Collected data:
○ ○ ○ ○
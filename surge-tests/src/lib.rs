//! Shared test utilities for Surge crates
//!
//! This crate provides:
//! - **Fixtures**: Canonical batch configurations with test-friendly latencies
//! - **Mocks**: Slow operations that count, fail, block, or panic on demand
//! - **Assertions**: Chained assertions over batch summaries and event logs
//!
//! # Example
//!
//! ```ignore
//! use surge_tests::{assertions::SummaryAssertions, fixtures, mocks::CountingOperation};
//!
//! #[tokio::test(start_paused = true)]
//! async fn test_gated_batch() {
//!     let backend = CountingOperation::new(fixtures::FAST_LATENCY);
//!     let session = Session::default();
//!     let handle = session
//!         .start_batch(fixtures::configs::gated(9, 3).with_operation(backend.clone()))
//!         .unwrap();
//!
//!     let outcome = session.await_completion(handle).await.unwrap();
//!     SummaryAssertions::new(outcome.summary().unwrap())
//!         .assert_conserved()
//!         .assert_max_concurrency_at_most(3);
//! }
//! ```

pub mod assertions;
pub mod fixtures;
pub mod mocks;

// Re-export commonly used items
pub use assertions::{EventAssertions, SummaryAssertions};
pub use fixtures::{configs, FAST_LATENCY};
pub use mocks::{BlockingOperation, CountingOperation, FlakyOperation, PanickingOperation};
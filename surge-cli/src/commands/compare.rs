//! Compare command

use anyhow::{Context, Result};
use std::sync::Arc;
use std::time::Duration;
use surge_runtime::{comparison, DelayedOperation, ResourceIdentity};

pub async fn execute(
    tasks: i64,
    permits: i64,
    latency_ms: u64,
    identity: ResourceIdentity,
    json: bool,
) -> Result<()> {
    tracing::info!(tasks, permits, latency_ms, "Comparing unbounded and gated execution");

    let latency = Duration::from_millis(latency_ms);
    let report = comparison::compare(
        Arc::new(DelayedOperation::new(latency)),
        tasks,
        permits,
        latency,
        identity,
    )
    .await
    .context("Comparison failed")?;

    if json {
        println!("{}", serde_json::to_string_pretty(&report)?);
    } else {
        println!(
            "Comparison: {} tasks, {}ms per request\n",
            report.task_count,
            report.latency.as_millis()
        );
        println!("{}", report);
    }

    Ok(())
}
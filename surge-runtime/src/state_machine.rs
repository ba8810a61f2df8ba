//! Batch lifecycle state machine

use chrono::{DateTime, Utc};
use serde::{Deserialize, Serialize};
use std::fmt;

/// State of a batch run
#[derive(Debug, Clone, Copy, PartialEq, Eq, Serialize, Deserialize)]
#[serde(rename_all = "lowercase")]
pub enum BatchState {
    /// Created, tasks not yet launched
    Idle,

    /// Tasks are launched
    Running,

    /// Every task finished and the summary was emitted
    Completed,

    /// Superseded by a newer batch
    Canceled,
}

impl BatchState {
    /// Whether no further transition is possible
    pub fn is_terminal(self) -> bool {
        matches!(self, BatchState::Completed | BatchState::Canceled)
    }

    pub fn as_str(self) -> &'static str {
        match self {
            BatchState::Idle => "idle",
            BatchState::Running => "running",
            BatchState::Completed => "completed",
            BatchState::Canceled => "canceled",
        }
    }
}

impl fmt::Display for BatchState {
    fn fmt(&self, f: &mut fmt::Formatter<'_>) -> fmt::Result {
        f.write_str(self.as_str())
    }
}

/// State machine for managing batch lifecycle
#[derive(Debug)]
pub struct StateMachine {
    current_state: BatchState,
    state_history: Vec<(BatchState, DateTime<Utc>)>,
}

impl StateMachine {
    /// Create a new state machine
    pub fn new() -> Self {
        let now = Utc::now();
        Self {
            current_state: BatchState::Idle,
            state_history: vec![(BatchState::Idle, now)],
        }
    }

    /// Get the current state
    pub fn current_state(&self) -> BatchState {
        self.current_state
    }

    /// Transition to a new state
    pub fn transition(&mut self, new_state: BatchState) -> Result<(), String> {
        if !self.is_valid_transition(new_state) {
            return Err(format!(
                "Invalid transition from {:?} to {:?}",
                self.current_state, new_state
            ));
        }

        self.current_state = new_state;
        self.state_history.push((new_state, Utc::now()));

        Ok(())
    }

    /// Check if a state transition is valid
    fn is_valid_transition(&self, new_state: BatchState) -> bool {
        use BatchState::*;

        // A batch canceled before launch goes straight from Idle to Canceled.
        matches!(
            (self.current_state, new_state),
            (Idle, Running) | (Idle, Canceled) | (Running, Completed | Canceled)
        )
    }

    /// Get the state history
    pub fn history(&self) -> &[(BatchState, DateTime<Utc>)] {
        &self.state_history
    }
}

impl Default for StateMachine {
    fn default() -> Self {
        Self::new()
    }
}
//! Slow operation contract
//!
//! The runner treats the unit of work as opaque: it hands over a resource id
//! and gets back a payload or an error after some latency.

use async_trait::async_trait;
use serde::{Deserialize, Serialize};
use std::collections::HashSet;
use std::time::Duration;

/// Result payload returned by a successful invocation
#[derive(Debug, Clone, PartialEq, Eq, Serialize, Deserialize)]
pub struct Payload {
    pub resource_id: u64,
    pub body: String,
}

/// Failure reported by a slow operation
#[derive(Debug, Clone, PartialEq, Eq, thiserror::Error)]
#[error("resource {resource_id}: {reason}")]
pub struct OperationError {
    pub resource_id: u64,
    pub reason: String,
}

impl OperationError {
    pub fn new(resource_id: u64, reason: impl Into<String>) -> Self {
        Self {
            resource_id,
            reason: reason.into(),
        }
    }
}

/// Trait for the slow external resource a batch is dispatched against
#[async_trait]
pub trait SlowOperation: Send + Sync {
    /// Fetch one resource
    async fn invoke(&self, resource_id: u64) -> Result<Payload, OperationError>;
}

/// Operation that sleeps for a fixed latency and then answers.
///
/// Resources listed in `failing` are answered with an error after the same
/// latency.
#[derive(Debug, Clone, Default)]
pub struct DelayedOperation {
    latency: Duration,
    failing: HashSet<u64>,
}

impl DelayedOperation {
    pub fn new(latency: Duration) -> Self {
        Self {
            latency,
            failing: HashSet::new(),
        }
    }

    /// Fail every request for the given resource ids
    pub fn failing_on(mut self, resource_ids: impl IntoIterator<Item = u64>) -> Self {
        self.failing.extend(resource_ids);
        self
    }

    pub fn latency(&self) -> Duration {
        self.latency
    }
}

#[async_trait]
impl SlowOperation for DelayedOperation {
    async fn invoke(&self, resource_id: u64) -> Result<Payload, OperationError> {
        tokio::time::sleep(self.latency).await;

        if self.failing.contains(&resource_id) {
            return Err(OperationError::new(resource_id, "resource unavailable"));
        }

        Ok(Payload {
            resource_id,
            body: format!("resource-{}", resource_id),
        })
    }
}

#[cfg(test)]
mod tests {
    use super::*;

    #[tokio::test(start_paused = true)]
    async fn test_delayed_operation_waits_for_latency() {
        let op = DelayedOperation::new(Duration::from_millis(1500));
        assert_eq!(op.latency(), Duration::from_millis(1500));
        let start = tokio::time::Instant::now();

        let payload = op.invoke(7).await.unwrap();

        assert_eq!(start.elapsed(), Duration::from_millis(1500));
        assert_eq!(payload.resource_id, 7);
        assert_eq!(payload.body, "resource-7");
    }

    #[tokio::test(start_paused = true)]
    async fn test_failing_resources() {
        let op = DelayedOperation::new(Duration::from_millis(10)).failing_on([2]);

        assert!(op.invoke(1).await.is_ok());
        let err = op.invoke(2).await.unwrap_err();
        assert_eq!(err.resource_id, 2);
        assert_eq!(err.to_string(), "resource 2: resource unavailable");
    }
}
○ ○ ○ ○
The answer should be a bare number: the count of lines above in which the word "await" occurs.

*RESULT OF THIS EXERCISE:* 6